I will compare my experience of the DID to the only other atomizers that I've ever used up until this point, Cisco 1.5 ohm low resistance 306/510 atomizers. Considering these are the only two atomizers I've ever used, a score of 10 will depict the best of the two.
Day 1
Both atomizers perform relatively well. The Cisco initially produces a warmer draw and the DID initially produces a better throat hit, juice flavor and vapor production.
Both atomizers perform relatively well. The Cisco initially produces a warmer draw and the DID initially produces a better throat hit, juice flavor and vapor production.
Scale (1-10) | DID Rebuildable Atomizer [1.6 ohm @ 3.7v] | Cisco 1.5 ohm LR 306 Atomizer [1.6 ohm @ 3.7v] |
Vapor Production | 10 out of 10 | 9 out of 10 |
Draw Heat | 8 out of 10 | 10 out of 10 |
Throat Hit | 10 out of 10 | 9 out of 10 |
Juice Flavor | 10 out of 10 | 9 out of 10 |
Day 7
Age takes it's toll on Cisco's fabric wick.

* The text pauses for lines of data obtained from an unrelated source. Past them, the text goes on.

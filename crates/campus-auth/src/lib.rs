//! # campus-auth
//!
//! Session lifecycle and role-based navigation authorization for Campus.
//!
//! ## Modules
//!
//! - `credentials`: login request validation, credential verifiers, Argon2id hashing
//! - `session`: the session holder (login, logout, current session)
//! - `rbac`: the route access policy table and its enforcer
//! - `navigation`: the gate every navigation attempt goes through

pub mod credentials;
pub mod navigation;
pub mod rbac;
pub mod session;

pub use credentials::{
    CredentialVerifier, DemoVerifier, DirectoryVerifier, LoginRequest, PasswordHasher,
    VerifiedIdentity,
};
pub use navigation::{Location, Navigation, NavigationGate, RedirectReason};
pub use rbac::{AccessEnforcer, MenuEntry, RoutePolicies, Shortcut};
pub use session::SessionHolder;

The DID seems to be performing about the same as on day 1.
Scale (1-10) | DID Rebuildable Atomizer [1.6 ohm @ 3.7v] | Cisco 1.5 ohm LR 306 Atomizer [1.6 ohm @ 3.7v] |
Vapor Production | 9.5 out of 10 | 6 out of 10 |
Draw Heat | 8 out of 10 | 6 out of 10 |
Throat Hit | 9.5 out of 10 | 7 out of 10 |
Juice Flavor | 10 out of 10 | 7 out of 10 |
The fabric wicks are no match for the stainless steel mesh. The machine work on the DID is flawless and the quality and finish of the Stainless Steel is superb. The 510 connection on the DID sits perfectly in a ProVari and there is zero wobble. One last thing no one seems to have ever mentioned is that the air hole on the DID lines up perfectly with the wick when you screw the top cap on all the way.
Now for some tips on all Genesis rebuildables:
Initially the mesh has a mild metallic taste, this goes away by day 2.
I find no need to quench when oxidizing stainless steel mesh. Water is part hydrogen and hydrogen is extremely conductive. I think this is why a lot of people have short problems especially with the ProVari.
I find no need for a torch either. Stainless steel mesh is very fine, it glows red hot within seconds on the stove. My process of oxidation is simple: keep the entire wick red hot for 10 seconds, air cool, red hot for 10 seconds, air cool, done. The wick should have an even blue hue to it, if there are areas that are not bluish, give it a third burn. Never had E1 errors (shorts) on my ProVari with this method.
If you experience a hot spot in the center of the coils, slowly twist the wick around until it goes away. If you're having a hot spot that leads from the positive pole right up to where the first coil starts that is due to the tug the positive nut or screw is having on the very first coil wrap, it's digging too deep into the wick causing a short circuit. To fix this, simply loosen the nut or screw, pull the wick a little to relieve some of the tension and tighten it back up to where the nut or screw won't fall off but don't overtighten it. If this fails, take the nut or screw off, and place the wire on the opposite side of the positive pole.
You don't need to buy a different millimeter resistance wire to get your desired resistance. Depending on the amount of coils you wrap the resistance will vary.
If you prefer a less airy draw, stick a piece of scotch tape over the air hole and poke a smaller one out with a needle (I never had to do this as I ordered the smaller 1 mm air hole cap and it's perfect).
That's about it for now, if I get more hints I'll post em here! Happy vaping my fellow vaporizers!